Every once in a while, I get a salesman at my door offering me a free/discounted security system. Then they offer a free home inspection to point out my weak spots. I politely tell them no, that there's somebody here 24/7 and send them on their way. Why? Let me tell you a story:
Cousin Eugene was a Professional. Not a professional security specialist, but a professional criminal. He bought himself a fancy uniform complete with patches and name tags, then went door to door soliciting home security systems complete with free inspections. Then a couple of weeks later him and his partner in crime would go back and burglarize the house that Eugene had cased out with the homeowner watching.
If you want a security system, call your local PD and ask for their recommendations, then call them yourself.
Appearances Are Everything:
Do whatever you can to make the Bad Guys think twice. Go to your local thrift store and buy a beat up old pair of work boots and park them motherfuckers right outside your front door. If there's not a man in the house, it'll look like there is one. If there is a man living there, it'll look like he's there now. It may backfire, though. I did this a few years ago and some homeless dude ripped them off.
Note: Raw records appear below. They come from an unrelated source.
use std::fmt::Debug;
use std::path::Path;

use async_trait::async_trait;
use fjall::Keyspace;
use serde::{Serialize, de::DeserializeOwned};
use tokio::task;

use super::{DirectoryReader, HobbyDirectory, ProfileStore};
use crate::error::StorageError;
use crate::models::{ProfileRecord, UserProfile};

const PROFILES: &str = "profiles";
const HOBBY_LOCATIONS: &str = "hobby_locations";

/// Persistent profile store and hobby directory backed by fjall
pub struct FjallStore {
    profiles: Keyspace,
    hobby_locations: Keyspace,
}

fn get_from_store(store: Keyspace, key: Vec<u8>) -> Result<Option<Vec<u8>>, StorageError> {
    Ok(store.get(key)?.map(|v| v.to_vec()))
}

async fn read<T: DeserializeOwned + Send + 'static>(
    store: &Keyspace,
    key: &str,
) -> Result<Option<T>, StorageError> {
    let store = store.clone();
    let key_bytes = key.as_bytes().to_vec();

    let maybe_bytes = task::spawn_blocking(move || get_from_store(store, key_bytes)).await??;

    match maybe_bytes {
        Some(bytes) => Ok(Some(postcard::from_bytes(&bytes)?)),
        None => {
            tracing::debug!("Key '{}' not found", key);
            Ok(None)
        }
    }
}

async fn write<T: Serialize + Debug>(
    store: &Keyspace,
    key: &str,
    value: &T,
) -> Result<(), StorageError> {
    let store = store.clone();
    let key = key.as_bytes().to_vec();
    let bytes = postcard::to_stdvec(value)?;

    task::spawn_blocking(move || store.insert(key, bytes)).await??;
    Ok(())
}

impl FjallStore {
    /// Open (or create) the database at `path`. Opened once per process.
    pub fn open(path: impl AsRef<Path>) -> Result<Self, StorageError> {
        let db = fjall::Database::builder(&path).open()?;
        let profiles = db.keyspace(PROFILES, fjall::KeyspaceCreateOptions::default)?;
        let hobby_locations = db.keyspace(HOBBY_LOCATIONS, fjall::KeyspaceCreateOptions::default)?;
        tracing::info!("Opened store at {}", path.as_ref().display());
        Ok(Self {
            profiles,
            hobby_locations,
        })
    }
}

#[async_trait]
impl ProfileStore for FjallStore {
    #[tracing::instrument(name = "get_profile", level = "debug", skip(self))]
    async fn get_profile(&self, user_id: u64) -> Result<Option<UserProfile>, StorageError> {
        let record: Option<ProfileRecord> = read(&self.profiles, &user_id.to_string()).await?;
        record
            .map(|record| UserProfile::from_record(user_id, &record))
            .transpose()
    }

    #[tracing::instrument(name = "put_profile", level = "debug", skip(self, profile), fields(user_id = profile.user_id))]
    async fn put_profile(&self, profile: &UserProfile) -> Result<(), StorageError> {
        let record = profile.to_record()?;
        write(&self.profiles, &profile.user_id.to_string(), &record).await
    }
}

#[async_trait]
impl HobbyDirectory for FjallStore {
    fn open_reader(&self) -> Result<Box<dyn DirectoryReader>, StorageError> {
        tracing::debug!("Opening hobby directory reader");
        Ok(Box::new(FjallDirectoryReader {
            keyspace: self.hobby_locations.clone(),
        }))
    }

    async fn set_locations(&self, hobby: &str, locations: &[String]) -> Result<(), StorageError> {
        write(&self.hobby_locations, hobby, &locations.to_vec()).await
    }
}

/// Read handle over the `hobby_locations` keyspace
struct FjallDirectoryReader {
    keyspace: Keyspace,
}

#[async_trait]
impl DirectoryReader for FjallDirectoryReader {
    async fn lookup_locations(&self, hobby: &str) -> Result<Vec<String>, StorageError> {
        let locations: Option<Vec<String>> = read(&self.keyspace, hobby).await?;
        Ok(locations.unwrap_or_default())
    }
}

impl Drop for FjallDirectoryReader {
    fn drop(&mut self) {
        tracing::debug!("Released hobby directory reader");
    }
}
If you can't own a dog, make it look like you do. Look in your local paper and find a BIG doghouse for sale cheap. Put it where a burglar would look. He's gonna wonder where the dog is. Inside? With you? And while you're at it, put some dog toys next to it, and a food dish wouldn't hurt. A BIG food dish.
I've got a sign on my door in both English and Mexican that reads "DAY SLEEPER - DO NOT DISTURB." This works especially well if you follow my next tip.
If you have a neighbor with more than one vehicle, invite them to park one of them in front of your house. Sweeten the pot by offering to help keep an eye on it.
Well, that's about it for this edition of Paranoia 101. More to follow at a later date.